Montiel se va porque no siente que represente a IU, ni IU representa las siglas para las que fue elegida. Son sus propias palabras. No espera al final de la legislatura, se retira honestamente a tiempo de ser coherente con lo que ha defendido; por esa lucha interna -ideológica, y también de poder- en la que ahora han ganado otros. Lo negativo es que en esta ocasión cierto sector de la sociedad madrileña que se siente de izquierdas pierde dos referentes -con ella, Inés Sabanés- que han simbolizado la cercanía a los madrileños. Sabanés es, probablemente, una de las pocas representantes de la política en Madrid a la que muchos ciudadanos hemos tenido ocasión de ver personalmente y sin un séquito detrás. Montiel ha peleado durante estos años en soledad -la ajena y la propia- para informar acerca de lo que ocurría con las 'oscuras' contrataciones de la Comunidad de Madrid a empresas relacionadas con la trama Gürtel.
Si a lo anterior sumamos que son muchos los que tampoco se ven identificados con el perfil del candidato del PSM, Tomás Gómez, se puede afirmar que un gran porcentaje del electorado de izquierdas en nuestra Comunidad se ha quedado huérfano, hecho que facilita la repetición de la mayoría absoluta del Partido Popular y de su candidata Esperanza Aguirre. Tomás Gómez, probablemente por ambiguo y gris -y por lo que pesa sobre la marca de su partido la crisis económica-; Izquierda Unida... por demasiadas cosas. ¿Quién quiere a ese PCE que ama dictaduras ajenas, se revuelca en las propias y se expresa desde una realidad ya superada hace dos siglos? Y aún más: ¿quién quiere a esa IU-PCE que niega que haya que combatir al PP por la corrupción porque esto "distrae", y prescinde de sus mejores valores humanos, de los que más han trabajado?
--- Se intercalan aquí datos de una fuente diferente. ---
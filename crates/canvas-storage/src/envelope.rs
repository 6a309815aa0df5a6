use aes_gcm::{
    aead::{Aead, AeadCore, KeyInit, OsRng},
    Aes256Gcm, Nonce,
};
use canvas_core::storage::{StorageError, MIN_ENVELOPE_LEN, NONCE_LEN};
use serde::{de::DeserializeOwned, Serialize};

use crate::key_provider::{KeyMaterial, KeyProvider};

/// AES-256-GCM envelope codec.
///
/// An envelope is `nonce (12) || ciphertext || tag (16)`. Every call to
/// [`EnvelopeCodec::encrypt`] draws a fresh random nonce, and the nonce only
/// ever lives inside the envelope that uses it.
pub struct EnvelopeCodec<P: KeyProvider> {
    key_provider: P,
}

impl<P: KeyProvider> EnvelopeCodec<P> {
    pub fn new(key_provider: P) -> Self {
        Self { key_provider }
    }

    pub async fn encrypt(&self, plaintext: &[u8]) -> Result<Vec<u8>, StorageError> {
        let cipher = self.cipher().await?;
        let nonce = Aes256Gcm::generate_nonce(&mut OsRng);
        // aes-gcm appends the tag to the ciphertext, which matches the envelope layout.
        let sealed = cipher
            .encrypt(&nonce, plaintext)
            .map_err(|e| StorageError::Encryption(e.to_string()))?;

        let mut envelope = Vec::with_capacity(NONCE_LEN + sealed.len());
        envelope.extend_from_slice(nonce.as_slice());
        envelope.extend_from_slice(&sealed);
        Ok(envelope)
    }

    pub async fn decrypt(&self, envelope: &[u8]) -> Result<Vec<u8>, StorageError> {
        if envelope.len() < MIN_ENVELOPE_LEN {
            return Err(StorageError::InvalidEnvelope {
                len: envelope.len(),
            });
        }

        let cipher = self.cipher().await?;
        let (nonce, sealed) = envelope.split_at(NONCE_LEN);
        cipher
            .decrypt(Nonce::from_slice(nonce), sealed)
            .map_err(|_| StorageError::DecryptionFailed)
    }

    /// Encode `value` as JSON and seal it.
    pub async fn encrypt_json<T: Serialize + ?Sized>(
        &self,
        value: &T,
    ) -> Result<Vec<u8>, StorageError> {
        let plaintext = serde_json::to_vec(value)?;
        self.encrypt(&plaintext).await
    }

    /// Open an envelope and decode its JSON payload.
    pub async fn decrypt_json<T: DeserializeOwned>(
        &self,
        envelope: &[u8],
    ) -> Result<T, StorageError> {
        let plaintext = self.decrypt(envelope).await?;
        Ok(serde_json::from_slice(&plaintext)?)
    }

    async fn cipher(&self) -> Result<Aes256Gcm, StorageError> {
        let material = self
            .key_provider
            .get_or_create()
            .await
            .map_err(|e| StorageError::KeyStore(e.to_string()))?;
        build_cipher(&material)
    }
}

fn build_cipher(material: &KeyMaterial) -> Result<Aes256Gcm, StorageError> {
    Aes256Gcm::new_from_slice(material.as_bytes())
        .map_err(|e| StorageError::Encryption(format!("cipher init failed: {e}")))
}

#[cfg(test)]
mod tests {
    use async_trait::async_trait;
    use canvas_core::storage::TAG_LEN;

    use super::*;
    use crate::key_provider::{InMemoryKeyProvider, KeyError};

    fn codec() -> EnvelopeCodec<InMemoryKeyProvider> {
        EnvelopeCodec::new(InMemoryKeyProvider::default())
    }

    #[tokio::test]
    async fn round_trip_for_various_payloads() {
        let codec = codec();
        for payload in [&b""[..], &b"x"[..], &b"hello-canvas"[..], &[0u8; 4096][..]] {
            let envelope = codec.encrypt(payload).await.expect("encrypt");
            assert_eq!(envelope.len(), NONCE_LEN + payload.len() + TAG_LEN);
            let opened = codec.decrypt(&envelope).await.expect("decrypt");
            assert_eq!(opened, payload);
        }
    }

    #[tokio::test]
    async fn each_encryption_uses_a_fresh_nonce() {
        let codec = codec();
        let a = codec.encrypt(b"same").await.expect("encrypt");
        let b = codec.encrypt(b"same").await.expect("encrypt");
        assert_ne!(a[..NONCE_LEN], b[..NONCE_LEN]);
        assert_ne!(a, b);
    }

    #[tokio::test]
    async fn flipping_any_bit_fails_authentication() {
        let codec = codec();
        let envelope = codec.encrypt(b"sensor").await.expect("encrypt");

        for byte in 0..envelope.len() {
            for bit in 0..8 {
                let mut tampered = envelope.clone();
                tampered[byte] ^= 1 << bit;
                let err = codec.decrypt(&tampered).await.expect_err("tamper must fail");
                assert!(
                    matches!(err, StorageError::DecryptionFailed),
                    "byte {byte} bit {bit}: {err}"
                );
            }
        }
    }

    #[tokio::test]
    async fn short_envelope_is_rejected_before_key_lookup() {
        struct NoKey;

        #[async_trait]
        impl KeyProvider for NoKey {
            async fn get_or_create(&self) -> Result<KeyMaterial, KeyError> {
                panic!("key must not be fetched for a malformed envelope");
            }
        }

        let codec = EnvelopeCodec::new(NoKey);
        for len in [0, 1, 12, 27] {
            let err = codec.decrypt(&vec![0u8; len]).await.expect_err("too short");
            assert!(matches!(err, StorageError::InvalidEnvelope { len: l } if l == len));
        }
    }

    #[tokio::test]
    async fn wrong_key_fails_authentication() {
        let writer = codec();
        let reader = EnvelopeCodec::new(InMemoryKeyProvider::with_key(KeyMaterial::from_bytes(
            [9u8; 32],
        )));
        let envelope = writer.encrypt(b"private").await.expect("encrypt");
        let err = reader.decrypt(&envelope).await.expect_err("wrong key");
        assert!(matches!(err, StorageError::DecryptionFailed));
    }

    #[tokio::test]
    async fn key_store_failure_propagates() {
        struct Locked;

        #[async_trait]
        impl KeyProvider for Locked {
            async fn get_or_create(&self) -> Result<KeyMaterial, KeyError> {
                Err(KeyError::Keyring("device locked".into()))
            }
        }

        let err = EnvelopeCodec::new(Locked)
            .encrypt(b"data")
            .await
            .expect_err("no key");
        assert!(matches!(err, StorageError::KeyStore(_)));
    }

    #[tokio::test]
    async fn json_helpers_round_trip_typed_values() {
        let codec = codec();
        let values = vec![1u32, 2, 3];
        let envelope = codec.encrypt_json(&values).await.expect("encrypt");
        let back: Vec<u32> = codec.decrypt_json(&envelope).await.expect("decrypt");
        assert_eq!(back, values);

        let garbage = codec.encrypt(b"not json").await.expect("encrypt");
        let err = codec
            .decrypt_json::<Vec<u32>>(&garbage)
            .await
            .expect_err("decode should fail");
        assert!(matches!(err, StorageError::Serialization(_)));
    }
}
Las elecciones generales de 2012 serán algo distintas, puesto que sí contarán con una opción 'intermedia' entre la conocida IU y el PSOE. Se trata de Equo, la iniciativa que lidera el ex director de Greenpeace España, Juan López de Uralde, a la que ya ha mostrado su apoyo la ex diputada Montiel y por la que también ha dejado ver simpatía o respeto -sin llegar más allá- algún otro dirigente desencantado -o no- de IU y PSOE, como la que fue Ministra de Medio Ambiente durante la primera legislatura de Zapatero, Cristina Narbona. Equo habría nacido para aglutinar el voto verde, ecologista, en uno de los pocos países de Europa donde no tiene representación parlamentaria -salvando la excepción con tintes nacionalistas de ICV en Cataluña, con un escaño en el Congreso-. Sería por tanto el primer nacimiento estatal de un partido ecologista que defendería a su vez los valores de la izquierda social y económica, y que parece que puede contar con apoyos de personajes ya reconocidos en la vida pública y procedentes de sectores diversos. En época de crisis y de confusión: ¿hasta dónde podrá llegar este proyecto? Puede ser un fracaso más o puede ser la nueva tercera vía de la izquierda que muchos venían reclamando. Tiene a su favor que no parece adolecer de los personalismos que han minado la credibilidad de casi todas las creaciones recientes de partidos en España, como UPyD, ya conocido socialmente como "el partido de Rosa Díez"; un grupo que a pesar de todo repetirá con crecimiento y podría asentarse como la opción favorita para un sector liberal algo amplio.
En fin, parece que vienen tiempos interesantes donde, frente a la diversidad concentrada en pocos partidos -o dicho de otra manera, partidos enormes con gran diversidad interna- a la que nos hemos acostumbrado, se van definiendo alternativas minoritarias con identidad propia. Veremos si la sociedad votante está dispuesta a confiar en esos nuevos caminos frente a los ya conocidos.